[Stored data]

================

// SPDX-License-Identifier: AGPL-3.0-or-later
// Copyright (C) 2025 Blackman Artificial Intelligence Technologies Inc.

use std::path::{Path, PathBuf};

use crate::error::Result;

use super::Settings;

/// Environment override for the settings directory
pub const HOME_ENV: &str = "RIGPRESET_HOME";

/// Environment override for the dataset path
pub const DATASET_ENV: &str = "RIGPRESET_DATASET";

impl Settings {
    /// Get the default settings file path.
    pub fn default_path() -> PathBuf {
        Self::home().join("settings.json")
    }

    /// Load settings from the default path.
    pub fn load() -> Result<Self> {
        Self::load_from(&Self::default_path())
    }

    /// Load settings from a specific path. A missing file yields defaults.
    pub fn load_from(path: &Path) -> Result<Self> {
        if !path.exists() {
            return Ok(Self::default());
        }

        let content = std::fs::read_to_string(path)?;
        let settings: Settings = serde_json::from_str(&content)?;
        tracing::debug!("Loaded settings from {}", path.display());
        Ok(settings)
    }

    /// Save settings to the default path.
    pub fn save(&self) -> Result<()> {
        self.save_to(&Self::default_path())
    }

    /// Save settings to a specific path.
    pub fn save_to(&self, path: &Path) -> Result<()> {
        if let Some(parent) = path.parent() {
            std::fs::create_dir_all(parent)?;
        }
        let content = serde_json::to_string_pretty(self)?;
        std::fs::write(path, content)?;
        Ok(())
    }

    /// Get the rigpreset home directory (~/.rigpreset or $RIGPRESET_HOME).
    pub fn home() -> PathBuf {
        if let Ok(home) = std::env::var(HOME_ENV) {
            return PathBuf::from(home);
        }
        dirs::home_dir()
            .unwrap_or_else(|| PathBuf::from("."))
            .join(".rigpreset")
    }

    /// Resolve where the dataset should be read from.
    ///
    /// Priority: explicit flag > $RIGPRESET_DATASET > `dataset.path` > <home>/presets.csv
    pub fn dataset_path(&self, flag: Option<&Path>) -> PathBuf {
        if let Some(path) = flag {
            return path.to_path_buf();
        }
        if let Ok(path) = std::env::var(DATASET_ENV) {
            if !path.trim().is_empty() {
                return PathBuf::from(path);
            }
        }
        self.dataset
            .path
            .clone()
            .unwrap_or_else(|| Self::home().join("presets.csv"))
    }
}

================

What the task asks
Please write the entries out again exactly as they stand.

Output for this exercise
// SPDX-License-Identifier: AGPL-3.0-or-later
// Copyright (C) 2025 Blackman Artificial Intelligence Technologies Inc.

use std::path::{Path, PathBuf};

use crate::error::Result;

use super::Settings;

/// Environment override for the settings directory
pub const HOME_ENV: &str = "RIGPRESET_HOME";

/// Environment override for the dataset path
pub const DATASET_ENV: &str = "RIGPRESET_DATASET";

impl Settings {
    /// Get the default settings file path.
    pub fn default_path() -> PathBuf {
        Self::home().join("settings.json")
    }

    /// Load settings from the default path.
    pub fn load() -> Result<Self> {
        Self::load_from(&Self::default_path())
    }

    /// Load settings from a specific path. A missing file yields defaults.
    pub fn load_from(path: &Path) -> Result<Self> {
        if !path.exists() {
            return Ok(Self::default());
        }

        let content = std::fs::read_to_string(path)?;
        let settings: Settings = serde_json::from_str(&content)?;
        tracing::debug!("Loaded settings from {}", path.display());
        Ok(settings)
    }

    /// Save settings to the default path.
    pub fn save(&self) -> Result<()> {
        self.save_to(&Self::default_path())
    }

    /// Save settings to a specific path.
    pub fn save_to(&self, path: &Path) -> Result<()> {
        if let Some(parent) = path.parent() {
            std::fs::create_dir_all(parent)?;
        }
        let content = serde_json::to_string_pretty(self)?;
        std::fs::write(path, content)?;
        Ok(())
    }

    /// Get the rigpreset home directory (~/.rigpreset or $RIGPRESET_HOME).
    pub fn home() -> PathBuf {
        if let Ok(home) = std::env::var(HOME_ENV) {
            return PathBuf::from(home);
        }
        dirs::home_dir()
            .unwrap_or_else(|| PathBuf::from("."))
            .join(".rigpreset")
    }

    /// Resolve where the dataset should be read from.
    ///
    /// Priority: explicit flag > $RIGPRESET_DATASET > `dataset.path` > <home>/presets.csv
    pub fn dataset_path(&self, flag: Option<&Path>) -> PathBuf {
        if let Some(path) = flag {
            return path.to_path_buf();
        }
        if let Ok(path) = std::env::var(DATASET_ENV) {
            if !path.trim().is_empty() {
                return PathBuf::from(path);
            }
        }
        self.dataset
            .path
            .clone()
            .unwrap_or_else(|| Self::home().join("presets.csv"))
    }
}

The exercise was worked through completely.